=== Data to examine ===
--- --- ---

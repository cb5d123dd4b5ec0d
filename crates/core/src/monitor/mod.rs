//! The polling scheduler.
//!
//! One tokio task owns all mutable monitoring state: it fetches fresh
//! vehicle reports on a fixed interval, pushes them through the
//! geometric pipeline, and publishes an immutable [`Snapshot`] through
//! a watch channel. Consumers never observe intermediate state, and
//! the task is cancelled by the handle on teardown.

pub mod history;
pub mod snapshot;

use std::sync::Arc;
use std::time::Duration;

use buswatch_transit::{
    average_speed_kmh, estimate, Route, RouteIdentifier, RouteIndex, Stop, VehicleDistance,
    VehicleReport,
};
use chrono::{DateTime, Utc};
use geo::Point;
use tokio::sync::{watch, Notify};
use tokio::task::JoinHandle;
use tracing::{debug, info, warn};

use crate::api::{ApiError, TransitBackend};
use history::VehicleTrails;
use snapshot::{Snapshot, VehicleEstimate};

#[derive(Clone, Debug)]
pub struct MonitorConfig {
    /// How often vehicle positions are refreshed.
    pub poll_interval: Duration,
    /// Reports older than this are flagged stale.
    pub stale_after: Duration,
    /// Maximum snap distance for the user's nearest route, in km.
    pub nearby_radius_km: f64,
    /// How many of the closest vehicles get full estimates.
    pub closest_count: usize,
    /// Positions retained per vehicle trail.
    pub trail_capacity: usize,
}

impl Default for MonitorConfig {
    fn default() -> Self {
        Self {
            poll_interval: Duration::from_secs(5),
            stale_after: Duration::from_secs(120),
            nearby_radius_km: 1.0,
            closest_count: 3,
            trail_capacity: 20,
        }
    }
}

/// Handle to a running monitor task.
pub struct MonitorHandle {
    snapshots: watch::Receiver<Arc<Snapshot>>,
    shutdown: Arc<Notify>,
    task: JoinHandle<()>,
}

impl MonitorHandle {
    /// Subscribe to snapshot updates.
    pub fn snapshots(&self) -> watch::Receiver<Arc<Snapshot>> {
        self.snapshots.clone()
    }

    /// The most recently published snapshot.
    pub fn latest(&self) -> Arc<Snapshot> {
        self.snapshots.borrow().clone()
    }

    /// Stop polling and wait for the task to finish.
    pub async fn shutdown(self) {
        self.shutdown.notify_one();
        let _ = self.task.await;
    }
}

pub struct Monitor {
    backend: Arc<dyn TransitBackend>,
    config: MonitorConfig,

    // Fixed for the session once the index is loaded.
    nearby_routes: Vec<RouteIdentifier>,
    nearest_route: Option<Arc<Route>>,
    route_stops: Vec<Arc<Stop>>,
    nearest_stop: Option<Arc<Stop>>,

    // Mutable polling state, owned by the task.
    trails: VehicleTrails,
    tick: u64,
    snapshots: watch::Sender<Arc<Snapshot>>,
}

impl Monitor {
    /// Load routes and stops, locate the user's nearest route and stop,
    /// and start the polling task.
    pub async fn start(
        backend: Arc<dyn TransitBackend>,
        user_position: Point,
        config: MonitorConfig,
    ) -> Result<MonitorHandle, ApiError> {
        let index = load_index(backend.as_ref()).await?;
        info!(
            routes = index.all_routes().len(),
            stops = index.all_stops().len(),
            "transit data loaded"
        );

        let nearby_routes: Vec<RouteIdentifier> = index
            .routes_near(user_position, config.nearby_radius_km * 1000.0)
            .iter()
            .map(|r| r.id.clone())
            .collect();
        let nearest_route = estimate::nearest_route(&index, user_position, config.nearby_radius_km)
            .and_then(|id| index.get_route(&id).cloned());
        let route_stops = nearest_route
            .as_ref()
            .map(|r| index.stops_on(&r.id).to_vec())
            .unwrap_or_default();
        let nearest_stop = estimate::nearest_stop(&route_stops, user_position);

        let (tx, rx) = watch::channel(Arc::new(Snapshot::empty(Utc::now())));
        let shutdown = Arc::new(Notify::new());

        let trail_capacity = config.trail_capacity;
        let mut monitor = Monitor {
            backend,
            config,
            nearby_routes,
            nearest_route,
            route_stops,
            nearest_stop,
            trails: VehicleTrails::new(trail_capacity),
            tick: 0,
            snapshots: tx,
        };

        let signal = shutdown.clone();
        let task = tokio::spawn(async move { monitor.run(signal).await });

        Ok(MonitorHandle {
            snapshots: rx,
            shutdown,
            task,
        })
    }

    async fn run(&mut self, shutdown: Arc<Notify>) {
        let mut ticker = tokio::time::interval(self.config.poll_interval);
        ticker.set_missed_tick_behavior(tokio::time::MissedTickBehavior::Delay);

        loop {
            tokio::select! {
                _ = ticker.tick() => {
                    if let Err(err) = self.poll_once().await {
                        warn!(%err, "poll failed, keeping previous snapshot");
                    }
                }
                _ = shutdown.notified() => {
                    debug!("monitor shutting down");
                    break;
                }
            }
        }
    }

    async fn poll_once(&mut self) -> Result<(), ApiError> {
        let reports = self.backend.vehicles().await?;
        self.trails.record(&reports);
        self.tick += 1;

        let now = Utc::now();
        let closest_vehicles = self.estimate_closest(&reports, now).await;

        let snapshot = Snapshot {
            tick: self.tick,
            generated_at: now,
            nearby_routes: self.nearby_routes.clone(),
            nearest_route: self.nearest_route.as_ref().map(|r| r.id.clone()),
            route_stops: self.route_stops.clone(),
            nearest_stop: self.nearest_stop.clone(),
            closest_vehicles,
            vehicles: reports,
        };

        self.snapshots.send_replace(Arc::new(snapshot));
        debug!(tick = self.tick, "snapshot published");
        Ok(())
    }

    /// Rank this tick's reports by route-relative distance from the
    /// user's stop and enrich the closest ones with predictions.
    async fn estimate_closest(
        &self,
        reports: &[VehicleReport],
        now: DateTime<Utc>,
    ) -> Vec<VehicleEstimate> {
        let (Some(route), Some(stop)) = (self.nearest_route.as_ref(), self.nearest_stop.as_ref())
        else {
            return Vec::new();
        };

        let mut distances = estimate::route_distances(route, stop, reports);
        distances.truncate(self.config.closest_count);

        let stale_after =
            chrono::Duration::from_std(self.config.stale_after).unwrap_or(chrono::Duration::MAX);

        let mut estimates = Vec::with_capacity(distances.len());
        for entry in distances {
            let VehicleDistance {
                vehicle,
                mut distance_km,
                segment,
            } = entry;

            // Travel time comes from the external prediction service;
            // without it the speed stays unknown.
            let (eta_minutes, speed_kmh) = match self.backend.prediction(&vehicle.id).await {
                Ok(prediction) => {
                    distance_km = prediction.distance_m / 1000.0;
                    let speed = average_speed_kmh(distance_km, prediction.eta_minutes);
                    (Some(prediction.eta_minutes), speed)
                }
                Err(err) => {
                    debug!(vehicle = %vehicle.id, %err, "no travel-time estimate");
                    (None, None)
                }
            };

            estimates.push(VehicleEstimate {
                stale: vehicle.is_stale(now, stale_after),
                trail: self.trails.positions_of(&vehicle.id),
                vehicle,
                distance_km,
                segment,
                eta_minutes,
                speed_kmh,
            });
        }
        estimates
    }
}

/// Fetch routes and their stops once, building the session index.
/// A route whose stops cannot be fetched still participates with an
/// empty stop list, like any other partially-populated route.
async fn load_index(backend: &dyn TransitBackend) -> Result<RouteIndex, ApiError> {
    let routes = backend.routes().await?;

    let mut stops = Vec::new();
    for route in &routes {
        match backend.stops(&route.id).await {
            Ok(mut route_stops) => stops.append(&mut route_stops),
            Err(err) => warn!(route = %route.id, %err, "no stops for route"),
        }
    }

    Ok(RouteIndex::from_data(routes, stops))
}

--- --- ---

=== Problem description ===
Counting only lines above that contain the string "empty", report how many there are and write nothing further.

=== Completed exercise ===
2